Subject: Re: Tutorial: Windows/Android privacy de-googled STT optimized for speed
On Wed, 5/6/2026 10:37 PM, Maria Sophia wrote:
Maria Sophia wrote:
a. Low end Android => use HeliBoard + WhisperIME STT
b. High end Android => try the all-in-one Futo Keyboard
Testing takes time...
I'm having trouble with the tiny models in a noisy environment,
with the transcription taking too long or not working at all.
It seems the AGC on the mic is allowing too much noise to filter through.
First, I confirmed the small models are running by running adb logcat.
"testing testing 123"
Since, at home, you never need to touch the phone itself, from Windows:
adb shell logcat -c
adb shell "logcat -d -v tag WhisperEngineJava:D *:S"
--------- beginning of main
D/WhisperEngineJava: Model is
loaded.../storage/emulated/0/Android/data/org.woheller69.whisper/files/whisper-tiny.en.tflite
D/WhisperEngineJava: Filters and Vocab are loaded.../storage/emulated/0/Android/data/org.woheller69.whisper/files/filters_vocab_en.bin
D/WhisperEngineJava: Model is loaded.../storage/emulated/0/Android/data/org.woheller69.whisper/files/whisper-tiny.en.tflite
D/WhisperEngineJava: Filters and Vocab are loaded.../storage/emulated/0/Android/data/org.woheller69.whisper/files/filters_vocab_en.bin
Where the specgtrogram was too big for such as small sentence:
D/WhisperEngineJava: Calculating Mel spectrogram...
D/WhisperEngineJava: Mel spectrogram is calculated...!
D/WhisperEngineJava: output_len: 449
So to lower the mic sensitivity on the Samsung A32-5G, I ran:
adb shell settings put global call_noise_reduction 1
adb reboot
Re-run "testing, testing, 123"
adb shell logcat -c
adb shell "logcat -d -v tag WhisperEngineJava:D *:S"
--------- beginning of main
D/WhisperEngineJava: Model is loaded.../storage/emulated/0/Android/data/org.woheller69.whisper/files/whisper-tiny.en.tflite
D/WhisperEngineJava: Filters and Vocab are loaded.../storage/emulated/0/Android/data/org.woheller69.whisper/files/filters_vocab_en.bin
D/WhisperEngineJava: Calculating Mel spectrogram...

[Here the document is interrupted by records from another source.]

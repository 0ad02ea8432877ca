//! Diagnostic rendering using ariadne
//!
//! Diagnostics that carry expression source text and a span are rendered as
//! annotated snippets. Everything else is a single header line, followed by
//! the command it was reported in.

use crate::{Diagnostic, Severity};
use ariadne::{ColorGenerator, Label, Report, ReportKind, Source};
use std::io::Write;

const SOURCE_ID: &str = "<expression>";

/// Render diagnostics to stderr.
///
/// # Example
/// ```no_run
/// use slat::{Evaluator, Severity, engine::RecordingEngine, render_diagnostics};
///
/// let mut evaluator = Evaluator::new(RecordingEngine::new());
/// // ... feed parser events ...
/// let problems: Vec<_> = evaluator
///     .diagnostics()
///     .iter()
///     .filter(|d| d.severity > Severity::Info)
///     .cloned()
///     .collect();
/// render_diagnostics(&problems);
/// ```
pub fn render_diagnostics(diagnostics: &[Diagnostic]) {
    render_to_writer(diagnostics, &mut std::io::stderr(), true).ok();
}

/// Render diagnostics to a specific writer.
pub fn render_diagnostics_to(
    diagnostics: &[Diagnostic],
    writer: &mut dyn Write,
) -> std::io::Result<()> {
    render_to_writer(diagnostics, writer, true)
}

/// Render diagnostics to a String.
pub fn render_diagnostics_to_string(diagnostics: &[Diagnostic]) -> String {
    let mut buf = Vec::new();
    render_to_writer(diagnostics, &mut buf, true).ok();
    String::from_utf8_lossy(&buf).to_string()
}

/// Render diagnostics to a String without color codes (useful for tests).
pub fn render_diagnostics_to_string_no_color(diagnostics: &[Diagnostic]) -> String {
    let mut buf = Vec::new();
    render_to_writer(diagnostics, &mut buf, false).ok();
    String::from_utf8_lossy(&buf).to_string()
}

fn render_to_writer(
    diagnostics: &[Diagnostic],
    writer: &mut dyn Write,
    use_color: bool,
) -> std::io::Result<()> {
    for diag in diagnostics {
        match (&diag.source, &diag.span) {
            (Some(source), Some(span)) => {
                render_snippet(diag, source, span.0.clone(), writer, use_color)?
            }
            _ => writeln!(writer, "{}", diag)?,
        }
        if let Some(command) = &diag.command {
            writeln!(writer, "  in command: {}", command)?;
        }
    }
    Ok(())
}

fn render_snippet(
    diag: &Diagnostic,
    source: &str,
    span: std::ops::Range<usize>,
    writer: &mut dyn Write,
    use_color: bool,
) -> std::io::Result<()> {
    let mut colors = ColorGenerator::new();
    colors.next(); // Skip the first color.

    let kind = match diag.severity {
        Severity::Error => ReportKind::Error,
        Severity::Warning => ReportKind::Warning,
        Severity::Info => ReportKind::Advice,
    };

    let mut report = Report::build(kind, (SOURCE_ID, span.clone()))
        .with_message(&diag.message)
        .with_config(ariadne::Config::default().with_color(use_color));

    if let Some(code) = diag.code {
        report = report.with_code(code);
    }

    report = report.with_label(
        Label::new((SOURCE_ID, span))
            .with_message(&diag.message)
            .with_color(colors.next()),
    );

    report
        .finish()
        .write((SOURCE_ID, Source::from(source)), &mut *writer)
}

D/WhisperEngineJava: Mel spectrogram is calculated...!
D/WhisperEngineJava: output_len: 449
D/WhisperEngineJava: Skipping token: 50257, word: [_SOT_] D/WhisperEngineJava: Detected language code: en
D/WhisperEngineJava: Skipping token: 50259, word: [_extra_token_50259] D/WhisperEngineJava: It is Transcription...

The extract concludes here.